TESTEMUNHO VOCACIONAL
Revista Voz Amiga | Volume 32 | Nº 1 | Ano 2022
Brasil: Terra de Santa Cruz
Na madrugada do dia 19 de dezembro, como de costume nos 12 dias de viagem no navio, subi à proa, resignado a ver sempre o mesmo espetáculo: céu no alto e água em baixo, mar e mar sem fim. Com surpresa, vi na frente uma língua de terra montanhosa, coberta de matas, interrompida no meio por uma abertura; o navio entrava por Iá!
“Chegamos ao Brasil? perguntei a mim mesmo; Onde?”
Ia aparecendo uma grande baía, circundada de montes, com casas e prédios ao longo da enseada. “Onde estamos?” De repente notei um monte agudo com uma estátua colossal de braços abertos. Fixei o olhar indagador. Lembrei-me do livro de geografia do curso ginasial de trinta anos antes; reproduzia aquela imagem e explicava: “Em 1929 foi construída no Rio de Janeiro uma estátua colossal do Cristo Redentor; está virada para a entrada da baía e tem os braços abertos na atitude de acolher os que chegam ao novo Continente”.
Senti-me comovido: O Cristo acolhia-me de braços abertos no Brasil!
Paramos no Rio um dia, e na noite seguinte o navio rumou para Santos. Na madrugada seguinte estava de novo na proa a ver as novidades, o navio entrava no porto de Santos, passando frente a um desfiladeiro de prédios magníficos: ‘Esta cidade deve ser muito rica!” pensei.

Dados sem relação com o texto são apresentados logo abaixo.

//! Request document builders
//!
//! Pure functions from the data model to [`ups_xml`] trees. The transport
//! layer encodes the trees and prepends the access-request document; nothing
//! here performs I/O, so every carrier-specific branch is testable offline.

use ups_xml::{XmlMap, XmlValue};

use crate::error::UpsError;
use crate::types::{Address, DeliveryConfirmation, PackageInfo, ShipmentRequest};

/// Build the credentials document sent ahead of every operation request
pub fn access_request(license_number: &str, user_id: &str, password: &str) -> XmlMap {
    XmlMap::new().with(
        "AccessRequest",
        XmlMap::new()
            .with("AccessLicenseNumber", license_number)
            .with("UserId", user_id)
            .with("Password", password),
    )
}

/// Build a track request for one tracking number.
///
/// The number is carrier-assigned and not validated for format; the carrier
/// answers malformed numbers with its own error response.
pub fn track_request(tracking_number: &str) -> XmlMap {
    XmlMap::new().with(
        "TrackRequest",
        XmlMap::new()
            .with(
                "Request",
                XmlMap::new()
                    .with(
                        "TransactionReference",
                        XmlMap::new()
                            .with("CustomerContext", "Get tracking status")
                            .with("XpciVersion", "1.0"),
                    )
                    .with("RequestAction", "Track")
                    .with("RequestOption", "activity"),
            )
            .with("TrackingNumber", tracking_number),
    )
}

/// Build the shipment-confirm request document.
///
/// `shipper_number` is the billing account from the connection configuration;
/// it appears both in the shipper block and in the bill-shipper payment block.
///
/// # Errors
///
/// Returns [`UpsError::UnknownDeliveryConfirmation`] when the shipment-level
/// delivery-confirmation key is outside the fixed enumeration.
pub fn confirm_request(
    request: &ShipmentRequest,
    shipper_number: &str,
) -> Result<XmlMap, UpsError> {
    let shipment_confirmation = request
        .delivery_confirmation
        .as_deref()
        .map(DeliveryConfirmation::from_key)
        .transpose()?;

    let packages: Vec<XmlValue> = request
        .packages
        .iter()
        .map(|package| XmlValue::Map(package_block(package, shipment_confirmation)))
        .collect();

    let mut shipper = XmlMap::new()
        .with("Name", request.from_addr.name.as_str())
        .with("AttentionName", request.from_addr.attention())
        .with("PhoneNumber", request.from_addr.phone.as_str())
        .with("ShipperNumber", shipper_number)
        .with("EMailAddress", request.from_addr.email.as_str());
    shipper.set("Address", address_block(&request.from_addr));

    let mut ship_to = XmlMap::new()
        .with(
            "CompanyName",
            request
                .to_addr
                .company
                .as_deref()
                .unwrap_or(&request.to_addr.name),
        )
        .with("AttentionName", request.to_addr.attention())
        .with("PhoneNumber", request.to_addr.phone.as_str())
        .with("EMailAddress", request.to_addr.email.as_str());
    ship_to.set("Address", address_block(&request.to_addr));
    if let Some(location_id) = &request.to_addr.location_id {
        ship_to.set("LocationID", location_id.as_str());
    }

    let mut service = XmlMap::new().with("Code", request.service.resolved_code());
    if let Some(description) = &request.service.description {
        service.set("Description", description.as_str());
    }

    let mut shipment = XmlMap::new()
        .with("Shipper", shipper)
        .with("ShipTo", ship_to)
        .with("Service", service)
        .with(
            "PaymentInformation",
            XmlMap::new().with(
                "Prepaid",
                XmlMap::new().with(
                    "BillShipper",
                    XmlMap::new().with("AccountNumber", shipper_number),
                ),
            ),
        )
        .with("Package", packages);

    if let Some(alternate) = &request.alternate_addr {
        shipment.set(
            "AlternateDeliveryAddress",
            XmlMap::new()
                .with("Name", alternate.name.as_str())
                .with("AttentionName", alternate.attention())
                .with("Address", address_block(alternate)),
        );
    }

    // An Access Point delivery also flags the shipment indication type.
    if request.to_addr.location_id.is_some() {
        shipment.set("ShipmentIndicationType", XmlMap::new().with("Code", "01"));
    }

    apply_reference_numbers(request, &mut shipment);

    Ok(XmlMap::new().with(
        "ShipmentConfirmRequest",
        XmlMap::new()
            .with(
                "Request",
                XmlMap::new()
                    .with(
                        "TransactionReference",
                        XmlMap::new()
                            .with("CustomerContext", "get new shipment")
                            .with("XpciVersion", "1.0001"),
                    )
                    .with("RequestAction", "ShipConfirm")
                    .with("RequestOption", "nonvalidate"),
            )
            .with("Shipment", shipment)
            .with("LabelSpecification", label_specification(&request.file_format)),
    ))
}

/// Build the shipment-accept request embedding the confirm step's digest
pub fn accept_request(digest: &str) -> XmlMap {
    XmlMap::new().with(
        "ShipmentAcceptRequest",
        XmlMap::new()
            .with(
                "Request",
                XmlMap::new()
                    .with(
                        "TransactionReference",
                        XmlMap::new()
                            .with("CustomerContext", "shipment accept reference")
                            .with("XpciVersion", "1.0001"),
                    )
                    .with("RequestAction", "ShipAccept"),
            )
            .with("ShipmentDigest", digest),
    )
}

fn address_block(address: &Address) -> XmlMap {
    let mut block = XmlMap::new();
    block.set("AddressLine1", address.address1.as_str());
    if let Some(address2) = &address.address2 {
        block.set("AddressLine2", address2.as_str());
    }
    block.set("City", address.city.as_str());
    block.set("StateProvinceCode", address.state.as_str());
    block.set("CountryCode", address.country.as_str());
    block.set("PostalCode", address.postal_code.as_str());
    block
}

fn package_block(
    package: &PackageInfo,
    shipment_confirmation: Option<DeliveryConfirmation>,
) -> XmlMap {
    let mut block = XmlMap::new();
    if let Some(description) = &package.description {
        block.set("Description", description.as_str());
    }
    block.set(
        "PackagingType",
        XmlMap::new().with("Code", package.packaging_type.as_str()),
    );
    block.set(
        "PackageWeight",
        XmlMap::new()
            .with(
                "UnitOfMeasurement",
                XmlMap::new().with("Code", package.weight_unit.as_str()),
            )
            .with("Weight", format_number(package.weight)),
    );
    if let Some(dimensions) = &package.dimensions {
        block.set(
            "Dimensions",
            XmlMap::new()
                .with(
                    "UnitOfMeasurement",
                    XmlMap::new().with("Code", dimensions.unit.as_str()),
                )
                .with("Length", format_number(dimensions.length))
                .with("Width", format_number(dimensions.width))
                .with("Height", format_number(dimensions.height)),
        );
    }

    // The carrier wants the options element even when no option is set.
    let mut service_options = XmlMap::new();
    if let Some(confirmation) = package.delivery_confirmation.or(shipment_confirmation) {
        service_options.set(
            "DeliveryConfirmation",
            XmlMap::new().with("DCISType", confirmation.dcis_type().to_string()),
        );
    }
    block.set("PackageServiceOptions", service_options);
    block
}

/// Attach reference numbers per the carrier's domestic/international split.
///
/// US-to-US shipments carry references on each package block; any other
/// country pair carries the shipment description and the references on the
/// shipment block. The split is a documented carrier convention.
fn apply_reference_numbers(request: &ShipmentRequest, shipment: &mut XmlMap) {
    if request.reference_numbers.is_empty() {
        return;
    }

    let references: Vec<XmlValue> = request
        .reference_numbers
        .iter()
        .enumerate()
        .map(|(index, reference)| {
            let code = reference
                .code
                .clone()
                .unwrap_or_else(|| (index + 1).to_string());
            XmlValue::Map(
                XmlMap::new()
                    .with("Code", code)
                    .with("Value", reference.value.as_str()),
            )
        })
        .collect();

    if request.is_domestic() {
        if let Some(XmlValue::List(packages)) = shipment.get_mut("Package") {
            for package in packages.iter_mut() {
                if let Some(block) = package.as_map_mut() {
                    block.set("ReferenceNumber", references.clone());
                }
            }
        }
    } else {
        shipment.set("Description", request.description.as_str());
        shipment.set("ReferenceNumber", references);
    }
}

fn label_specification(file_format: &str) -> XmlMap {
    XmlMap::new()
        .with(
            "LabelPrintMethod",
            XmlMap::new().with("Code", file_format),
        )
        .with(
            "LabelStockSize",
            XmlMap::new().with("Width", "6").with("Height", "4"),
        )
        .with("HTTPUserAgent", "Mozilla/4.5")
        .with("LabelImageFormat", XmlMap::new().with("Code", "GIF"))
}

/// Format a numeric field the way the carrier expects: no trailing `.0` on
/// whole numbers, decimals otherwise.
fn format_number(value: f64) -> String {
    value.to_string()
}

Pessoas amigas estavam nos esperando; depois dos abraços e beijos, nos ajudaram a nos libertar da alfândega e carregar tudo numa kombi, rumando para S. Paulo. Passamos pelas ruas ensolaradas da cidade: notei os buracos e a sujeira, as casas todas de um só pavimento, bastante velhas e mal cidade não é tão rica como parecia”, pensei. Mas, depois que saímos, a estrada passou por uma planície meio pantanosa, e vi dentro dela barracos e barracos, um apertando outro, e garotos descalços e sem camisas pelas ruelas de terra… “Neste País deve haver três classes de pessoas, pensei: uma ultra rica, uma meio remediada e uma de miseráveis”.
Vinte e cinco anos de Brasil não desmentiram aquela primeira impressão!
Estava caindo a noite e não deu para ver nada, a não ser os faróis dos carros que cruzavam conosco. Deu para entender que a rua era muito movimentada também de noite. Chegamos a S. Paulo, na Penha, onde nos hospedamos. Mas não conseguia dormir. Os mosquitos eram demais! Por fim decidi deixar a luz acesa e aí os mosquitos ficaram quietos.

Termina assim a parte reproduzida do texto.